In the weeks following the bankruptcy auction, Lemonis changed the company’s name to Gander Outdoors, crowd-sourced a new logo and maintained an evolving list of surviving locations — down to 57 from a planned 70 — on his Twitter account. Meanwhile, the revised company announced a slew of new product offerings designed to deliver on Lemonis’s promise to offer a larger assortment of guns at better prices.
“Well, we are going to have a selection of handguns and shotguns that we believe serve the need of the market and have margins that are commensurate with our expectations,” he told investors in May. “But I would expect that in those stores, we’re going to see an expansion of fishing, potentially getting back into the live bait business and really digging into what the consumer wanted.”

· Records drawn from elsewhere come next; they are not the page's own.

//! Transport API client
//!
//! Thin wrapper over `GET /v1/connections` of transport.opendata.ch.

use reqwest::Client;
use std::time::Duration;

use super::models::{ConnectionQuery, ConnectionsResponse};
use super::TransitError;

/// Public endpoint used when no base url is configured
pub const DEFAULT_TRANSIT_URL: &str = "https://transport.opendata.ch/v1";

/// Format expected by the `datetime` parameter
const DATETIME_FORMAT: &str = "%Y-%m-%dT%H:%M:%S";

/// Client for the connections endpoint
#[derive(Debug, Clone)]
pub struct TransitClient {
    client: Client,
    base_url: String,
}

impl TransitClient {
    pub fn new(base_url: impl Into<String>, timeout: Duration) -> Result<Self, TransitError> {
        let client = Client::builder()
            .timeout(timeout)
            .user_agent(concat!("statusboard/", env!("CARGO_PKG_VERSION")))
            .build()?;

        Ok(Self {
            client,
            base_url: base_url.into(),
        })
    }

    pub fn base_url(&self) -> &str {
        &self.base_url
    }

    fn connections_url(&self) -> String {
        format!("{}/connections", self.base_url.trim_end_matches('/'))
    }

    /// Search connections between two places
    pub async fn search_connections(
        &self,
        query: &ConnectionQuery,
    ) -> Result<ConnectionsResponse, TransitError> {
        if query.from.trim().is_empty() || query.to.trim().is_empty() {
            return Err(TransitError::InvalidQuery(
                "both 'from' and 'to' are required".to_string(),
            ));
        }

        let mut params: Vec<(&str, String)> = vec![
            ("from", query.from.clone()),
            ("to", query.to.clone()),
        ];
        if let Some(datetime) = query.datetime {
            params.push(("datetime", datetime.format(DATETIME_FORMAT).to_string()));
        }
        params.push(("limit", query.limit.to_string()));

        tracing::debug!(
            from = %query.from,
            to = %query.to,
            limit = query.limit,
            "Searching connections"
        );

        let response = self
            .client
            .get(self.connections_url())
            .query(&params)
            .send()
            .await?;

        if !response.status().is_success() {
            let status = response.status();
            let message = response.text().await.unwrap_or_default();
            return Err(TransitError::Api {
                status: status.as_u16(),
                message,
            });
        }

        let body = response.bytes().await?;
        let result: ConnectionsResponse =
            serde_json::from_slice(&body).map_err(|e| TransitError::Decode(e.to_string()))?;

        tracing::debug!(count = result.connections.len(), "Connections received");
        Ok(result)
    }
}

Gander Mountain, the brainchild of Robert Sturgis, an avid outdoorsman from rural Wisconsin, began in 1960 as a mail-order catalog for other shooting sports enthusiasts. After a 1968 federal law prohibited catalog sales of firearms, Sturgis grew the business to include camping and fishing gear.
Over the years, Gander moved headquarters to Minnesota and, by 2012, had branded itself as “America’s Firearms Superstore,” embarking on an aggressive expansion campaign to open 60 new locations across the country — a move Lemonis said ultimately led to the company’s downfall.
“I spent a day talking to a number of store managers and customers who have said that the current most recent management at Gander got really away from its core customer and really bet a $100 million on guns and was wrong,” he told investors in May. “Terrible, terrible inventory, terrible overhead, and candidly they didn’t need 160 stores.”